▼

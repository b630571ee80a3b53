//! Form attachment upload and gated download.

use axum::{
    extract::{Multipart, Path, State},
    http::{header, HeaderMap, HeaderValue, StatusCode},
    response::{IntoResponse, Response},
};
use chrono::NaiveDate;

use super::{error, success, ApiResult};
use crate::errors::{AppError, AppErrorWithRevision};
use crate::files::attachment_extension;
use crate::models::{Collection, ContentItem, NewItem};
use crate::AppState;

const ALLOWED_EXTENSIONS: &[&str] = &[
    "pdf", "doc", "docx", "xls", "xlsx", "csv", "txt", "rtf", "png", "jpg", "jpeg",
];

/// Fields collected from the upload form.
#[derive(Default)]
struct FormUpload {
    title: String,
    content: String,
    editable_date: Option<NaiveDate>,
    file: Option<(String, Vec<u8>)>,
}

/// POST /api/admin/forms - Upload a form document with its title and description.
pub async fn upload_form(
    State(state): State<AppState>,
    multipart: Multipart,
) -> ApiResult<ContentItem> {
    let revision_id = state.store.get_revision_id().await.unwrap_or(0);

    let upload = match read_upload(multipart, state.config.max_upload_bytes).await {
        Ok(upload) => upload,
        Err(e) => return error(e, revision_id),
    };

    let Some((original_name, bytes)) = upload.file else {
        return error(
            AppError::Validation("An attached file is required for forms".to_string()),
            revision_id,
        );
    };

    let item = NewItem {
        title: upload.title,
        content: upload.content,
        editable_date: upload.editable_date,
        filename: None,
        active: None,
    };

    match state
        .store
        .add_item_with_attachment(Collection::Forms, item, &original_name, &bytes)
        .await
    {
        Ok(item) => {
            let new_revision = state.store.get_revision_id().await.unwrap_or(revision_id);
            success(item, new_revision)
        }
        Err(e) => error(e, revision_id),
    }
}

async fn read_upload(mut multipart: Multipart, max_bytes: usize) -> Result<FormUpload, AppError> {
    let mut upload = FormUpload::default();

    while let Some(field) = multipart.next_field().await.map_err(|e| {
        tracing::warn!("Multipart error: {}", e);
        AppError::BadRequest("Invalid multipart data".to_string())
    })? {
        let name = field.name().unwrap_or_default().to_string();
        match name.as_str() {
            "title" => upload.title = field_text(field).await?,
            "content" => upload.content = field_text(field).await?,
            "editableDate" => {
                let raw = field_text(field).await?;
                if !raw.trim().is_empty() {
                    let date = NaiveDate::parse_from_str(raw.trim(), "%Y-%m-%d").map_err(|_| {
                        AppError::Validation(format!("Invalid editableDate: {}", raw))
                    })?;
                    upload.editable_date = Some(date);
                }
            }
            "file" => {
                let original_name = field.file_name().unwrap_or("unknown").to_string();
                let allowed = attachment_extension(&original_name)
                    .is_some_and(|ext| ALLOWED_EXTENSIONS.contains(&ext.as_str()));
                if !allowed {
                    return Err(AppError::Validation(format!(
                        "Unsupported file type. Allowed: {}",
                        ALLOWED_EXTENSIONS.join(", ")
                    )));
                }

                let bytes = field.bytes().await.map_err(|e| {
                    tracing::warn!("Failed to read upload bytes: {}", e);
                    AppError::BadRequest("Failed to read file data".to_string())
                })?;
                if bytes.len() > max_bytes {
                    return Err(AppError::Validation(format!(
                        "File too large. Maximum size is {} bytes",
                        max_bytes
                    )));
                }
                upload.file = Some((original_name, bytes.to_vec()));
            }
            other => tracing::debug!("Ignoring multipart field {}", other),
        }
    }

    Ok(upload)
}

async fn field_text(field: axum::extract::multipart::Field<'_>) -> Result<String, AppError> {
    field
        .text()
        .await
        .map_err(|_| AppError::BadRequest("Invalid multipart text field".to_string()))
}

/// GET /api/forms/:id/download - Stream an attachment to a verified visitor.
pub async fn download_form(
    State(state): State<AppState>,
    Path(id): Path<String>,
    headers: HeaderMap,
) -> Response {
    let revision_id = state.store.get_revision_id().await.unwrap_or(0);

    match fetch_attachment(&state, &id, &headers).await {
        Ok((filename, bytes)) => attachment_response(&filename, bytes),
        Err(e) => AppErrorWithRevision {
            error: e,
            revision_id,
        }
        .into_response(),
    }
}

async fn fetch_attachment(
    state: &AppState,
    id: &str,
    headers: &HeaderMap,
) -> Result<(String, Vec<u8>), AppError> {
    if !state.downloads.is_verified(headers) {
        tracing::info!("Download of form {} refused: visitor not verified", id);
        return Err(AppError::Forbidden(
            "Verification required to download forms".to_string(),
        ));
    }

    let item = state
        .store
        .get_item(Collection::Forms, id)
        .await?
        .ok_or_else(|| AppError::NotFound(format!("Form {} not found", id)))?;

    let filename = item
        .filename
        .filter(|f| !f.is_empty())
        .ok_or_else(|| AppError::NotFound(format!("Form {} has no attachment", id)))?;

    let bytes = state
        .store
        .files()
        .read(&filename)
        .await?
        .ok_or_else(|| AppError::NotFound(format!("Attachment {} is missing", filename)))?;

    Ok((filename, bytes))
}

fn attachment_response(filename: &str, bytes: Vec<u8>) -> Response {
    let content_type = attachment_extension(filename)
        .map(|ext| content_type_for(&ext))
        .unwrap_or("application/octet-stream");

    let mut response = (StatusCode::OK, bytes).into_response();
    let headers = response.headers_mut();
    headers.insert(header::CONTENT_TYPE, HeaderValue::from_static(content_type));
    if let Ok(disposition) =
        HeaderValue::from_str(&format!("attachment; filename=\"{}\"", filename))
    {
        headers.insert(header::CONTENT_DISPOSITION, disposition);
    }
    response
}

fn content_type_for(ext: &str) -> &'static str {
    match ext {
        "pdf" => "application/pdf",
        "doc" => "application/msword",
        "docx" => "application/vnd.openxmlformats-officedocument.wordprocessingml.document",
        "xls" => "application/vnd.ms-excel",
        "xlsx" => "application/vnd.openxmlformats-officedocument.spreadsheetml.sheet",
        "csv" => "text/csv",
        "txt" => "text/plain",
        "rtf" => "application/rtf",
        "png" => "image/png",
        "jpg" | "jpeg" => "image/jpeg",
        _ => "application/octet-stream",
    }
}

▲

-- WHAT TO PRODUCE --
Wherever the word "match" appears in the records above, copy that line.

-- SOLUTION TO THE PROBLEM --
    let upload = match read_upload(multipart, state.config.max_upload_bytes).await {
    match state
        match name.as_str() {
    match fetch_attachment(&state, &id, &headers).await {
    match ext {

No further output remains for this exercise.